Bislang bekommt sie zwei Mal am Tag Beikost, schafft aber höchstens 100g. Ansonsten wird sie gestillt. Die Kiä empfahl jetzt, 5 mal am Tag beikost zu geben, um auf 500g zu kommen. Stillen dann nachts (die Kleine kommt alle 2 Stunden und trinkt dann auch gut).
Ichbin jetzt unsicher, was das beste Vorgehen ist. 500g schafft sie einfach nicht. Bin auch in Sorge, ob sie so genug Flüssigkeit bekommt? Sie trinkt nur einige Schluck Wasser zu den Mahlzeiten. Grundsätzlich hat sich die Gewichtszunahme seit Beikosteinführung eher verschlechtert. Meine Info war bislang auch, dass die Mumilch mehr Kalorien hat als Brei?
Danke für Ihre Hilfe!
Viele Güße

von Mettbrötchen am 25.02.2013, 10:57 Uhr

 
 

Antwort auf:

Wie vorgehen?

Ich wäre da gelassener.
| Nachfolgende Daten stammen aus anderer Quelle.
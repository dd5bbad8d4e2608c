//! # Match-3 Engine Library
//!
//! This library provides the board engine and cascade orchestration for a
//! match-3 puzzle game: swap two adjacent tokens, clear every run of three or
//! more same-colored tokens, let the rest fall, refill, and repeat until the
//! board settles.
//!
//! It is used by two binaries:
//! - `play`: Interactive gameplay via the command line.
//! - `cascade_sim`: Plays random swaps on many seeded boards and reports
//!   score and cascade statistics.
//!
//! ## Modules
//! - `engine`: Tokens, positions and the `Grid` with all board mechanics
//!   (match detection, clearing, gravity, refill, swapping, generation).
//! - `session`: The `Session` orchestrator that turns selections into timed
//!   swaps, cascades and reversals.
//! - `scheduler`: The `Scheduler` trait and the virtual-clock scheduler the
//!   session paces itself with.
//! - `config`: Session configuration and animation timings.
//! - `error`: Error types.
//! - `utils`: Parsing grids from text, useful for tests and fixtures.

pub mod config;
pub mod engine;
pub mod error;
pub mod scheduler;
pub mod session;
pub mod utils;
Ihr Kind hat doch sein Geburtsgewicht mit 6 Monaten fast verdreifacht (!). Man muß nicht den Ehrgeiz entwickeln, unbedingt nun in kurzer Zeit eine Gewichtsentwicklung zu machen, wie bei Reifgeborenen. Machen Sie einfach so weiter, ich geh davon aus, daß Ihr Kind mit einem Jahr ca. 9 kg wiegen wird. Ihr Kind ist noch ein Säugling, kein "Eßling", deshalb würde ich die Breimahlzeiten nicht ausweiten, sondern eher eine Flaschenmilchmahlzeit (Zwiemilchernährung) zusätzlich geben. Diese Milch können Sie auch anstelle von Wasser geben.